> _PROBLEM TO SOLVE_
Write the entries out exactly, with the final line being the one containing "closed (bus dropped)".

> _GIVEN INFORMATION_
•••••

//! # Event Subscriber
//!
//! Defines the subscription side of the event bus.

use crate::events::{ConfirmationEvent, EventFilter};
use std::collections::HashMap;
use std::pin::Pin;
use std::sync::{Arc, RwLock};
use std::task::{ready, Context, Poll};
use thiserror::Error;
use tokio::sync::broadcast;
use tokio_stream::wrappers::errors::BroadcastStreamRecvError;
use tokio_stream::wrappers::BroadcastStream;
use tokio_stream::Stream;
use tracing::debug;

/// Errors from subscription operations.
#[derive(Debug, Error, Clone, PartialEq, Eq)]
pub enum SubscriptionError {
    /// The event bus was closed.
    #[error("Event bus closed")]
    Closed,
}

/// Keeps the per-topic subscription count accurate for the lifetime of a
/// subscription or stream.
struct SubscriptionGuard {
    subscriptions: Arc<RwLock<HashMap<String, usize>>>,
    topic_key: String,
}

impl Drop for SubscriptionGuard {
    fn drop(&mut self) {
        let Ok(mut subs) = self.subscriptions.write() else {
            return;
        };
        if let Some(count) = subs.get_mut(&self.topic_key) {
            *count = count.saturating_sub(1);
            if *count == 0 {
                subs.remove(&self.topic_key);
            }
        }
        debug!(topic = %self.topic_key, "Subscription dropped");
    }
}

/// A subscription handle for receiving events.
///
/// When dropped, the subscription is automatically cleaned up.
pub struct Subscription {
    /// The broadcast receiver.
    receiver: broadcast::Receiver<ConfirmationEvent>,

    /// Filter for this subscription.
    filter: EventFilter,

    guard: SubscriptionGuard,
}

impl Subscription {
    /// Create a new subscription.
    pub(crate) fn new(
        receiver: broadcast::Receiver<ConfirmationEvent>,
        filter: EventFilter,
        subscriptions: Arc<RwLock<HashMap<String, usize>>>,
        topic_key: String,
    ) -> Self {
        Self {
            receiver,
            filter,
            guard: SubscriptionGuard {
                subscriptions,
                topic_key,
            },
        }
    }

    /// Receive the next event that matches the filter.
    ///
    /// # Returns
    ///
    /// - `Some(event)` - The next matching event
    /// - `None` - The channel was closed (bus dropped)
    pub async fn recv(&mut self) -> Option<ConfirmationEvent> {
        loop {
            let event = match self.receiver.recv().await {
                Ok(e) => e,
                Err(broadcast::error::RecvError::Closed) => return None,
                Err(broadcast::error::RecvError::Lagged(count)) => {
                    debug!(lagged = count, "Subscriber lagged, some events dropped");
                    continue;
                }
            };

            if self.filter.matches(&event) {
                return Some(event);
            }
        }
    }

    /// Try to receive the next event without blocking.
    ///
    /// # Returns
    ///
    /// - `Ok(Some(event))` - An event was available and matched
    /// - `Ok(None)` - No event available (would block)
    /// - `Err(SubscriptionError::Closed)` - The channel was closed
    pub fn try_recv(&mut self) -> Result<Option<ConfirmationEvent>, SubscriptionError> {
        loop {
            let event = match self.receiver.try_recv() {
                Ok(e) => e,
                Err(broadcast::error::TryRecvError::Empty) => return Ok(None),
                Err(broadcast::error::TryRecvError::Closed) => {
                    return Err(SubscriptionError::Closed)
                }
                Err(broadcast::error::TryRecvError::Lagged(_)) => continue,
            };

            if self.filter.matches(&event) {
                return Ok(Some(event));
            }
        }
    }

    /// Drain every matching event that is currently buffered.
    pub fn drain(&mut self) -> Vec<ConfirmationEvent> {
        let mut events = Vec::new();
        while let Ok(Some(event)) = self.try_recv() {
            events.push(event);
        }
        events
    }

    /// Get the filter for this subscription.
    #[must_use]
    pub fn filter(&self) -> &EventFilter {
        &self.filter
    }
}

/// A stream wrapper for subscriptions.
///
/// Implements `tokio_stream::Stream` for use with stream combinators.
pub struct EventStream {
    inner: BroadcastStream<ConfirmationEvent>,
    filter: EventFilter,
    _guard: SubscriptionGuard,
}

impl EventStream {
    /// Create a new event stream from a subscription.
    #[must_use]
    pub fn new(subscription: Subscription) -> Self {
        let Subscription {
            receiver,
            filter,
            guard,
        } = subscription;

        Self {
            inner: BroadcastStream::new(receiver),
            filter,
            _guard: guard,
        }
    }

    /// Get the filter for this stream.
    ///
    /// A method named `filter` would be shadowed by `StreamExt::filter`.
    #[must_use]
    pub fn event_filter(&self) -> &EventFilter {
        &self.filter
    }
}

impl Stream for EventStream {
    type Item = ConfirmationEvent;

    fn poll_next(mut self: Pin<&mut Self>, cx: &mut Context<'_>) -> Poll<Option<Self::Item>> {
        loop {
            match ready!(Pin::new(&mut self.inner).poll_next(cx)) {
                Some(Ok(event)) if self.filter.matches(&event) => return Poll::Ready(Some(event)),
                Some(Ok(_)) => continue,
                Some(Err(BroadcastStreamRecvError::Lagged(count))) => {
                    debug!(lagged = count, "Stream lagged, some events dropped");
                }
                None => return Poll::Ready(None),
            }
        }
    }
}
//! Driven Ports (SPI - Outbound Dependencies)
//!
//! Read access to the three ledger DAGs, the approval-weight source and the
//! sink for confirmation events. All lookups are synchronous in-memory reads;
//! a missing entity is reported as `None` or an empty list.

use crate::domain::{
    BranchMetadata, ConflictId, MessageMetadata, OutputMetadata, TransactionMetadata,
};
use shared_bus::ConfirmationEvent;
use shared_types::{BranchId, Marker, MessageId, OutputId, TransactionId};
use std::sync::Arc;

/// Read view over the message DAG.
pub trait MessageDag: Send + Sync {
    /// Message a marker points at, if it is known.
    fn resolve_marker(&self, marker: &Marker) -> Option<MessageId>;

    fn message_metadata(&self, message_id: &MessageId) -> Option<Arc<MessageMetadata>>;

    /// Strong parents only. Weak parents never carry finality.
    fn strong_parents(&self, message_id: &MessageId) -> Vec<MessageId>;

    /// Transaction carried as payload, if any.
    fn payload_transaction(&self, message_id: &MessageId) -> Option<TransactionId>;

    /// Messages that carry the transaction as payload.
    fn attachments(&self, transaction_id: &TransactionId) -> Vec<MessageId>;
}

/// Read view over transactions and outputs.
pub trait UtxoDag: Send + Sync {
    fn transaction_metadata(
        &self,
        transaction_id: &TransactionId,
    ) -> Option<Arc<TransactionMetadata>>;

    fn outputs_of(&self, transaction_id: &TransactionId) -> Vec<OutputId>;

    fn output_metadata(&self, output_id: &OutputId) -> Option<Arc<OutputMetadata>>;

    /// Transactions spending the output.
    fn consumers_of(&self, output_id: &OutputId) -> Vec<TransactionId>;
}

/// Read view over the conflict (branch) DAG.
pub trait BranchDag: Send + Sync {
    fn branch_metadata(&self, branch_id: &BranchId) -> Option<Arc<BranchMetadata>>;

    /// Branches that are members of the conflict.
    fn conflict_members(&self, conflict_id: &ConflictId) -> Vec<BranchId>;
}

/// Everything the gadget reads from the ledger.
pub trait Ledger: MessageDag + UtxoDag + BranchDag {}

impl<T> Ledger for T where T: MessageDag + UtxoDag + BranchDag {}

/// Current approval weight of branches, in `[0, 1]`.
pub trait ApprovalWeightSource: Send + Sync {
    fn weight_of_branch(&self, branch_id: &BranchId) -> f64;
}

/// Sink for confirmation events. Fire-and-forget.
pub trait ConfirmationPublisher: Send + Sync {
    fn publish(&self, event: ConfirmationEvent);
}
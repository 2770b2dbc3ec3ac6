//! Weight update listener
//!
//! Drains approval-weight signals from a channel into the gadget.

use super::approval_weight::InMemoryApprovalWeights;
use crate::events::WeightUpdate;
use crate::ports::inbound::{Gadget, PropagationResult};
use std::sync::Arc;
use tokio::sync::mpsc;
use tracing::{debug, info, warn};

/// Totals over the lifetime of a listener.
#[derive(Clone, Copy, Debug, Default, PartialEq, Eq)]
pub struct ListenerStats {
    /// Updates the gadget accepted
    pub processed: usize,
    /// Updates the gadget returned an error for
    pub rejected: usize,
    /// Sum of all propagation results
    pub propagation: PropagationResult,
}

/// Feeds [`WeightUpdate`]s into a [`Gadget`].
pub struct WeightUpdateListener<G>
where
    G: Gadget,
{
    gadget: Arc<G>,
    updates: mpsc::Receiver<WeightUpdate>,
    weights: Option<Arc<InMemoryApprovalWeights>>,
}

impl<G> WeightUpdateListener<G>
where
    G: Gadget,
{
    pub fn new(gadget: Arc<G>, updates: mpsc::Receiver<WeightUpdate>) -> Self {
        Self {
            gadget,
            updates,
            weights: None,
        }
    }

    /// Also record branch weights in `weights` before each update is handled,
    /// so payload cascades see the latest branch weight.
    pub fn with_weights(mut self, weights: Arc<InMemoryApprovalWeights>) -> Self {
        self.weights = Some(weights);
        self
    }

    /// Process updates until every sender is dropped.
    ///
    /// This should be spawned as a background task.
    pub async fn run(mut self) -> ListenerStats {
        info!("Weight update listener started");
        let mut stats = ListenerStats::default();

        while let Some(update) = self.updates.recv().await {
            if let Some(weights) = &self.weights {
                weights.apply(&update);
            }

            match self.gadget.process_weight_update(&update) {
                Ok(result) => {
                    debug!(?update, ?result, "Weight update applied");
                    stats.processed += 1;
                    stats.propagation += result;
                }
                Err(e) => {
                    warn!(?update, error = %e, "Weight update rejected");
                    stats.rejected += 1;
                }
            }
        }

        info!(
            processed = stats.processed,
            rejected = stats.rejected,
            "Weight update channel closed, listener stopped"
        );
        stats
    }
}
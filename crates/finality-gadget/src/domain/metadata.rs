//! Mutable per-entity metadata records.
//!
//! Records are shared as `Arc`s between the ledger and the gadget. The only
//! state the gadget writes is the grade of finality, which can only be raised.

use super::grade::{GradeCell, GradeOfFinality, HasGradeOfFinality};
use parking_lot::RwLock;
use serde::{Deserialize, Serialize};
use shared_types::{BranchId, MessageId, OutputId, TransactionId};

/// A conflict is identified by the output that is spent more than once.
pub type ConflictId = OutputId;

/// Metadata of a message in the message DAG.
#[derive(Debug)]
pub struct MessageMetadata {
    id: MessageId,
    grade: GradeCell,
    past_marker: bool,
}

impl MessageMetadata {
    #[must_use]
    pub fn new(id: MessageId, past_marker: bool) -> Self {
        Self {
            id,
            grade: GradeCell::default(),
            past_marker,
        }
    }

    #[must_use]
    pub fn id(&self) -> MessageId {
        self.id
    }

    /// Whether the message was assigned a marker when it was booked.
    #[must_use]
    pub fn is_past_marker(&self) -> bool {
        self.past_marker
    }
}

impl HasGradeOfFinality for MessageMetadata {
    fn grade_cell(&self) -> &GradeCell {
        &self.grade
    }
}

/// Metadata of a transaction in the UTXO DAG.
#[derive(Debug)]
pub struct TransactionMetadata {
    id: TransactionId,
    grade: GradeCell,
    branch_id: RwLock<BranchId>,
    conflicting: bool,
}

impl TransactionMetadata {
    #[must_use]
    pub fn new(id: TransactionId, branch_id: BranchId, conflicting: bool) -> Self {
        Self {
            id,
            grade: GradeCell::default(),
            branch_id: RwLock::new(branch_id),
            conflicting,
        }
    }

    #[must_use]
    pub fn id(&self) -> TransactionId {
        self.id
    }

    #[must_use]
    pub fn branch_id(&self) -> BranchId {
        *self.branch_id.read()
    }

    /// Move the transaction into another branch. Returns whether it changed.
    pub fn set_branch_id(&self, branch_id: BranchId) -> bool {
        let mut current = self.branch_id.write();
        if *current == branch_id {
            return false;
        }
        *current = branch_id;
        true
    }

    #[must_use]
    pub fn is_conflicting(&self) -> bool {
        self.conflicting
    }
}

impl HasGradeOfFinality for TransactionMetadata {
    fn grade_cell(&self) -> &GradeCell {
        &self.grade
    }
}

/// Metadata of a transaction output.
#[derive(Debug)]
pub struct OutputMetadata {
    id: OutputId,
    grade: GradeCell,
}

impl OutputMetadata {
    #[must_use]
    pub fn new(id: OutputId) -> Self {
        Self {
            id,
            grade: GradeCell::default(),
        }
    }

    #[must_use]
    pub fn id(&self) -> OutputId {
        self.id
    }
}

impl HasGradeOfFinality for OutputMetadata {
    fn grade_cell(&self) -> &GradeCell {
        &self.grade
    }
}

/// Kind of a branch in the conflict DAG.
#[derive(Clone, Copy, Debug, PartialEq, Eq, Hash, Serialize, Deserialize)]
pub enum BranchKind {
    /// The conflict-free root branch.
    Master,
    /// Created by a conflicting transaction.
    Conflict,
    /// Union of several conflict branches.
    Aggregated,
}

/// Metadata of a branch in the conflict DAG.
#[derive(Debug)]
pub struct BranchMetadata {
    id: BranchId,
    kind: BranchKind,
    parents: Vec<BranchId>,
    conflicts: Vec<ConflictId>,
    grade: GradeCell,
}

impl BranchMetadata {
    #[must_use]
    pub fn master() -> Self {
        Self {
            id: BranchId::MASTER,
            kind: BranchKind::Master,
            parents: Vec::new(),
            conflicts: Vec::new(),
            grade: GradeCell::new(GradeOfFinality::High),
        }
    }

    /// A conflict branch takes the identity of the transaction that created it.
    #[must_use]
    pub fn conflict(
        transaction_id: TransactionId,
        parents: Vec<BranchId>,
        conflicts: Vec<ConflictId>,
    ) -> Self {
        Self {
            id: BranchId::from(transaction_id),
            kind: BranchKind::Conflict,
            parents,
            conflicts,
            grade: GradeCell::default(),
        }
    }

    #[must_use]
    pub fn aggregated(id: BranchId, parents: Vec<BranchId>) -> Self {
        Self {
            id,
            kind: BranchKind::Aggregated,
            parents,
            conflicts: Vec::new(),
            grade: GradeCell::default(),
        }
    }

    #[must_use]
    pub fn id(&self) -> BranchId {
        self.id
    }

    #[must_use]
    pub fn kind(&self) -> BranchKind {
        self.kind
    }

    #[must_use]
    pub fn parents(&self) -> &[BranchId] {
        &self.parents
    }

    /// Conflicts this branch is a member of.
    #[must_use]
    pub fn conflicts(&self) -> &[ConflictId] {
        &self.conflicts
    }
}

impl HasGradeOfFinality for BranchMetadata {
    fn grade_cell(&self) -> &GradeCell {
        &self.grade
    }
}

•••••

> _ANSWER TO THIS TASK_
//! # Event Subscriber
//!
//! Defines the subscription side of the event bus.

use crate::events::{ConfirmationEvent, EventFilter};
use std::collections::HashMap;
use std::pin::Pin;
use std::sync::{Arc, RwLock};
use std::task::{ready, Context, Poll};
use thiserror::Error;
use tokio::sync::broadcast;
use tokio_stream::wrappers::errors::BroadcastStreamRecvError;
use tokio_stream::wrappers::BroadcastStream;
use tokio_stream::Stream;
use tracing::debug;

/// Errors from subscription operations.
#[derive(Debug, Error, Clone, PartialEq, Eq)]
pub enum SubscriptionError {
    /// The event bus was closed.
    #[error("Event bus closed")]
    Closed,
}

/// Keeps the per-topic subscription count accurate for the lifetime of a
/// subscription or stream.
struct SubscriptionGuard {
    subscriptions: Arc<RwLock<HashMap<String, usize>>>,
    topic_key: String,
}

impl Drop for SubscriptionGuard {
    fn drop(&mut self) {
        let Ok(mut subs) = self.subscriptions.write() else {
            return;
        };
        if let Some(count) = subs.get_mut(&self.topic_key) {
            *count = count.saturating_sub(1);
            if *count == 0 {
                subs.remove(&self.topic_key);
            }
        }
        debug!(topic = %self.topic_key, "Subscription dropped");
    }
}

/// A subscription handle for receiving events.
///
/// When dropped, the subscription is automatically cleaned up.
pub struct Subscription {
    /// The broadcast receiver.
    receiver: broadcast::Receiver<ConfirmationEvent>,

    /// Filter for this subscription.
    filter: EventFilter,

    guard: SubscriptionGuard,
}

impl Subscription {
    /// Create a new subscription.
    pub(crate) fn new(
        receiver: broadcast::Receiver<ConfirmationEvent>,
        filter: EventFilter,
        subscriptions: Arc<RwLock<HashMap<String, usize>>>,
        topic_key: String,
    ) -> Self {
        Self {
            receiver,
            filter,
            guard: SubscriptionGuard {
                subscriptions,
                topic_key,
            },
        }
    }

    /// Receive the next event that matches the filter.
    ///
    /// # Returns
    ///
    /// - `Some(event)` - The next matching event
    /// - `None` - The channel was closed (bus dropped)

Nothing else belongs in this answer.